Aussi la quatrième Catilinaire, malgré l'éclat de la forme et quelques beaux
élans d'éloquence, paraît-elle avoir produit peu d'impression quand elle fut
prononcée. Non seulement Salluste n'en dit rien, mais Cicéron lui-même, quand
il rappelle à son ami Atticus les services qu'il a rendus pendant le grand
consulat et qu'on semble oublier, l'a passée sous silence[11]. Les sénateurs
étaient donc, après le discours de Cicéron, plus inquiets et plus incertains
que jamais. Quand le consul se remit à prendre l'avis des anciens préteurs,
on vit bien que le désarroi s'était mis dans la majorité. Ce n'était plus cet
accord des consulaires, qui avaient tous suivi fidèlement Silanus ; chacun
allait de son côté. La confusion augmenta encore après que Tiberius Nero,
l'aïeul de l'empereur Tibère, eut donné son opinion. Elle était à peu près la
même que celle de César. Il voulait, comme lui, qu'on gardât les prévenus en
prison ; seulement, il rendait la prison plus rigoureuse, et il renvoyait le
jugement définitif après la défaite de Catilina. Cette modification, qui
était au fond assez insignifiante, sembla mettre toutes les consciences à
l'aise. Elle fut adoptée par Quintus Cicéron, et Silanus lui-même, demandant
à expliquer son vote, déclara que, par ces mots le
dernier supplice, il avait entendu la détention jusqu'à la
mort. Dès lors il était certain que l'opinion de Tib. Nero allait l’emporter
et que la plupart des sénateurs qui restaient voteraient comme lui, quand
vint le tour de Caton, qui était tribun du peuple désigné. Le discours véritable de Caton existait du temps de
Plutarque, qui nous dit que, de tous ceux qu'il avait prononcés, on ne
possédait que celui-là. Ce n'était pas lui qui l'avait conservé : il ne
prenait pas la peine, comme la plupart de ses collègues, de les faire
transcrire après qu'il avait parlé, de les corriger et de les donner au
public.
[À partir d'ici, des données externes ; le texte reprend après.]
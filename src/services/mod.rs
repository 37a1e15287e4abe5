pub mod classifier;
pub mod report_writer;
pub mod segmenter;
pub mod selection;

pub use classifier::{classify, TopicClassifier};
pub use report_writer::{render_results, ReportFormat, ReportWriter};
pub use segmenter::QuestionSegmenter;
pub use selection::{cap_from_count, parse_topic_selection, select, TopicSelection};
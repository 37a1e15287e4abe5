//! # Question Selector
//!
//! 从 AP Calculus PDF 题库中提取题目，按关键词识别章节，并按章节筛选
//!
//! ## 架构设计
//!
//! 本系统采用四层架构：
//!
//! ### ① 基础设施层（Infrastructure）
//! - `infrastructure/` - 持有文档资源，只暴露能力
//! - `PageTextProvider` - 按文档编号取出每页文本（`PdfDirectory` / `MemoryPages`）
//!
//! ### ② 业务能力层（Services）
//! - `services/` - 描述"我能做什么"，只处理单页 / 单题
//! - `QuestionSegmenter` - 按题号行切分题目
//! - `TopicClassifier` - 关键词识别章节
//! - `select` - 按章节筛选并截取
//! - `ReportWriter` - 保存结果
//!
//! ### ③ 流程层（Workflow）
//! - `workflow/` - 定义"一份题库"的完整处理流程
//! - `PageCtx` - 上下文封装（文档 + 页码）
//! - `DocumentFlow` - 流程编排（取页 → 切分 → 识别）
//!
//! ### ④ 编排层（Orchestration）
//! - `orchestrator/extraction_pipeline` - 多文档提取，管理并发
//! - `orchestrator/app` - 应用入口，章节选择与结果输出
//!
//! ## 模块结构

pub mod config;
pub mod error;
pub mod infrastructure;
pub mod logger;
pub mod models;
pub mod orchestrator;
pub mod services;
pub mod utils;
pub mod workflow;

// 重新导出常用类型
pub use config::Config;
pub use error::{AppError, AppResult};
pub use infrastructure::{MemoryPages, PageTextProvider, PdfDirectory};
pub use models::{Course, QuestionRecord, TopicCatalog, TopicEntry};
pub use orchestrator::{App, ExtractionPipeline, ExtractionReport};
pub use services::{cap_from_count, classify, select, QuestionSegmenter, TopicClassifier};
pub use workflow::{DocumentExtraction, DocumentStatus};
Ce sont évidemment les sténographes de Cicéron qui avaient recueilli
celui-là, comme tout ce qui s'était dit dans ces séances mémorables. Salluste
certainement n'a pas négligé de le lire, et il a dû en conserver quelque
chose ; mais il ne s'est pas astreint à le reproduire fidèlement. Nous en
sommes encore plus sûrs que pour celui de César, car nous n'y retrouvons pas
tout ce que nous savons avoir existé dans l'original : rien de Silanus,
auquel il reprochait sa palinodie ; rien de Cicéron, qu'il comblait d'éloges
; un mot à peine de César, qu'il traitait en ennemi public. Salluste a
supprimé ces personnalités, il a gardé ce qui peignait l'homme, ce ton de
moraliste grondeur, ces violences contre les défauts des gens de son temps, et
il y a même peut-être ajouté pour que la figure ressortît davantage. Il en a
fait l'antithèse vivante de César ; il a voulu qu'avant de lire le beau
parallèle qu'il a composé de ces deux grands personnages, on trouvât dans
leur parole les mêmes contrastes que dans leur portrait. Il a bien eu raison
de s'attacher à mettre avant tout en relief le caractère de l'orateur dans le
discours qu'il lui fait tenir. Caton, en cette circonstance, a du son succès
à son caractère encore plus qu'à son talent. Il parlait bien sans douce, mais Cicéron parlait mieux que
lui ; ce n’est donc pas uniquement par son éloquence qu'il est parvenu à
entraîner ceux que la parole de Cicéron avait laissés indifférents. Il ne
leur a pas donné de raisons nouvelles ; presque toutes celles dont il s'est
servi se trouvent dans la quatrième Catilinaires mais elles produisent chez
lui un autre effet. D'abord il avait tellement à coeur, quand il parlait, le
salut de la république, qu'il ne songeait pas à lui-même. Cicéron lui en fait
de grands éloges[12]. Il aurait bien
voulu qu'on en fût autant de lui, car il savait que, pour convaincre des
auditeurs, il n’y a rien de tel que de les persuader qu'on ne pense qu'à eux,
et qu'on n'a de souci que de leurs intérêts. Il se donne quelquefois l'illusion
de paraître croire lui-même qu'il ressemble à Caton par cette qualité, et il
voudrait bien le faire croire aux autres. Assurément il est sincère quand il
dit aux sénateurs : Vous avez un chef qui ne songe
qu'à vous et s'oublie lui-même[13]. Mais le moyen
qu'ils puissent en être convaincus, lorsque aussitôt il les entretient de
tous les siens, de son frère, de sa femme, de son fils, de sa gloire, de ses
dangers ? Caton, dans tout son discours, ne parle de lui qu'une fois, pour
rappeler qu'il est un grondeur insupportable et que sa mauvaise humeur lui
fait beaucoup d’ennemis. Quant aux dangers auxquels il s'expose en parlant
librement, il n'en dit pas un mot. Pourquoi s'en préoccuperait-il ? En quelque situation que
sa franchise puisse un jour le mettre, il sait le moyen d'en sortir. Il va
donc parler résolument, sans habiles préparations, sans réticences calculées.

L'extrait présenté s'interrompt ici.